TASK PROMPT: Reproduce the entries. Match every word.

──────── DATA EXTRACT ────────

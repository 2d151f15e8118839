//! Incident lifecycle orchestration over the store and the broadcaster.
//!
//! [`IncidentService`] is the single entry point for everything the HTTP
//! layer does to incidents. Every mutating method persists first and
//! publishes second, so live subscribers never see an event for a write
//! that failed. Status transitions are guarded here (forward-only), and
//! all geo filtering and analytics aggregation runs here over lists
//! fetched from the store in canonical newest-first order, which keeps
//! results identical across store backends.

use std::sync::Arc;

use chrono::Utc;
use groundwatch_broadcast::Broadcaster;
use groundwatch_core::config::AnalyticsConfig;
use groundwatch_core::geo::{Located, Point, annotate, within_radius};
use groundwatch_core::trends::{average_pending_minutes, daily_trend, group_counts};
use groundwatch_db::{CrowdReportQuery, IncidentStore, PurgeCounts, SosRequestQuery};
use groundwatch_types::{
    BroadcastEnvelope, Channel, CrowdReport, CrowdReportAnalytics, CrowdReportId,
    CrowdReportPatch, CrowdReportTotals, EmergencyType, EmergencyTypeCount, EventKind,
    NewCrowdReport, NewSosRequest, ReportStatus, ReportStatusCount, ReportType, ReportTypeCount,
    Severity, SeverityCount, SosRequest, SosRequestId, SosRequestPatch, SosRequestTotals,
    SosStatus, SosStatusCount, SummaryReport,
};
use serde::Serialize;
use tracing::{debug, info, warn};

use crate::error::{ServiceError, report_store_error, sos_store_error};

/// Radius in meters applied to nearby queries when the client omits one.
pub const DEFAULT_NEARBY_RADIUS_M: f64 = 1000.0;

/// Page size applied to list queries when the client omits one.
pub const DEFAULT_LIST_LIMIT: u64 = 50;

/// How many reports the analytics upvote leaderboard returns.
const TOP_REPORT_COUNT: usize = 10;

// ---------------------------------------------------------------------------
// List filters and results
// ---------------------------------------------------------------------------

/// Client-facing filter for crowd report listings.
///
/// Filtering and pagination run in the store; the optional position is
/// applied afterwards, over the already-paged rows.
#[derive(Debug, Clone, Copy, Default, PartialEq)]
pub struct CrowdReportFilter {
    /// Exact status match, if filtering.
    pub status: Option<ReportStatus>,
    /// Exact severity match, if filtering.
    pub severity: Option<Severity>,
    /// Exact hazard type match, if filtering.
    pub report_type: Option<ReportType>,
    /// Page size; defaults to [`DEFAULT_LIST_LIMIT`].
    pub limit: Option<u64>,
    /// Rows skipped from the front; defaults to 0.
    pub offset: Option<u64>,
    /// Client position for distance annotation.
    pub origin: Option<Point>,
    /// Keep only rows within this many meters of `origin`.
    pub radius_m: Option<f64>,
}

/// Client-facing filter for SOS request listings.
#[derive(Debug, Clone, Copy, Default, PartialEq)]
pub struct SosRequestFilter {
    /// Exact status match, if filtering.
    pub status: Option<SosStatus>,
    /// Exact emergency type match, if filtering.
    pub emergency_type: Option<EmergencyType>,
    /// Page size; defaults to [`DEFAULT_LIST_LIMIT`].
    pub limit: Option<u64>,
    /// Rows skipped from the front; defaults to 0.
    pub offset: Option<u64>,
    /// Client position for distance annotation.
    pub origin: Option<Point>,
    /// Keep only rows within this many meters of `origin`.
    pub radius_m: Option<f64>,
}

/// Crowd report list results: plain records, or distance-annotated when
/// the client supplied a position. Either way the order is newest first.
#[derive(Debug, Clone, PartialEq, Serialize)]
#[serde(untagged)]
pub enum CrowdReportListing {
    /// No position supplied.
    Plain(Vec<CrowdReport>),
    /// Position supplied; each record carries its distance from it.
    Annotated(Vec<Located<CrowdReport>>),
}

/// SOS request list results, mirroring [`CrowdReportListing`].
#[derive(Debug, Clone, PartialEq, Serialize)]
#[serde(untagged)]
pub enum SosRequestListing {
    /// No position supplied.
    Plain(Vec<SosRequest>),
    /// Position supplied; each record carries its distance from it.
    Annotated(Vec<Located<SosRequest>>),
}

// ---------------------------------------------------------------------------
// Service
// ---------------------------------------------------------------------------

/// Orchestrates incident reads, writes, and event publication.
///
/// Cheap to clone; the store and broadcaster are shared behind [`Arc`]s.
#[derive(Clone)]
pub struct IncidentService {
    store: Arc<dyn IncidentStore>,
    broadcaster: Arc<Broadcaster>,
    analytics: AnalyticsConfig,
}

────────

REPLY TO THE EXERCISE:
repository 2d151f15e8118839
//! Incident lifecycle orchestration over the store and the broadcaster.
//!
//! [`IncidentService`] is the single entry point for everything the HTTP
//! layer does to incidents. Every mutating method persists first and
//! publishes second, so live subscribers never see an event for a write
//! that failed. Status transitions are guarded here (forward-only), and
//! all geo filtering and analytics aggregation runs here over lists
//! fetched from the store in canonical newest-first order, which keeps
//! results identical across store backends.

use std::sync::Arc;

use chrono::Utc;
use groundwatch_broadcast::Broadcaster;
use groundwatch_core::config::AnalyticsConfig;
use groundwatch_core::geo::{Located, Point, annotate, within_radius};
use groundwatch_core::trends::{average_pending_minutes, daily_trend, group_counts};
use groundwatch_db::{CrowdReportQuery, IncidentStore, PurgeCounts, SosRequestQuery};
use groundwatch_types::{
    BroadcastEnvelope, Channel, CrowdReport, CrowdReportAnalytics, CrowdReportId,
    CrowdReportPatch, CrowdReportTotals, EmergencyType, EmergencyTypeCount, EventKind,
    NewCrowdReport, NewSosRequest, ReportStatus, ReportStatusCount, ReportType, ReportTypeCount,
    Severity, SeverityCount, SosRequest, SosRequestId, SosRequestPatch, SosRequestTotals,
    SosStatus, SosStatusCount, SummaryReport,
};
use serde::Serialize;
use tracing::{debug, info, warn};

use crate::error::{ServiceError, report_store_error, sos_store_error};

/// Radius in meters applied to nearby queries when the client omits one.
pub const DEFAULT_NEARBY_RADIUS_M: f64 = 1000.0;

/// Page size applied to list queries when the client omits one.
pub const DEFAULT_LIST_LIMIT: u64 = 50;

/// How many reports the analytics upvote leaderboard returns.
const TOP_REPORT_COUNT: usize = 10;

// ---------------------------------------------------------------------------
// List filters and results
// ---------------------------------------------------------------------------

/// Client-facing filter for crowd report listings.
///
/// Filtering and pagination run in the store; the optional position is
/// applied afterwards, over the already-paged rows.
#[derive(Debug, Clone, Copy, Default, PartialEq)]
pub struct CrowdReportFilter {
    /// Exact status match, if filtering.
    pub status: Option<ReportStatus>,
    /// Exact severity match, if filtering.
    pub severity: Option<Severity>,
    /// Exact hazard type match, if filtering.
    pub report_type: Option<ReportType>,
    /// Page size; defaults to [`DEFAULT_LIST_LIMIT`].
    pub limit: Option<u64>,
    /// Rows skipped from the front; defaults to 0.
    pub offset: Option<u64>,
    /// Client position for distance annotation.
    pub origin: Option<Point>,
    /// Keep only rows within this many meters of `origin`.
    pub radius_m: Option<f64>,
}

/// Client-facing filter for SOS request listings.
#[derive(Debug, Clone, Copy, Default, PartialEq)]
pub struct SosRequestFilter {
    /// Exact status match, if filtering.
    pub status: Option<SosStatus>,
    /// Exact emergency type match, if filtering.
    pub emergency_type: Option<EmergencyType>,
    /// Page size; defaults to [`DEFAULT_LIST_LIMIT`].
    pub limit: Option<u64>,
    /// Rows skipped from the front; defaults to 0.
    pub offset: Option<u64>,
    /// Client position for distance annotation.
    pub origin: Option<Point>,
    /// Keep only rows within this many meters of `origin`.
    pub radius_m: Option<f64>,
}

/// Crowd report list results: plain records, or distance-annotated when
/// the client supplied a position. Either way the order is newest first.
#[derive(Debug, Clone, PartialEq, Serialize)]
#[serde(untagged)]
pub enum CrowdReportListing {
    /// No position supplied.
    Plain(Vec<CrowdReport>),
    /// Position supplied; each record carries its distance from it.
    Annotated(Vec<Located<CrowdReport>>),
}

/// SOS request list results, mirroring [`CrowdReportListing`].
#[derive(Debug, Clone, PartialEq, Serialize)]
#[serde(untagged)]
pub enum SosRequestListing {
    /// No position supplied.
    Plain(Vec<SosRequest>),
    /// Position supplied; each record carries its distance from it.
    Annotated(Vec<Located<SosRequest>>),
}

// ---------------------------------------------------------------------------
// Service
// ---------------------------------------------------------------------------

/// Orchestrates incident reads, writes, and event publication.
///
/// Cheap to clone; the store and broadcaster are shared behind [`Arc`]s.
#[derive(Clone)]
pub struct IncidentService {
    store: Arc<dyn IncidentStore>,
    broadcaster: Arc<Broadcaster>,
    analytics: AnalyticsConfig,
}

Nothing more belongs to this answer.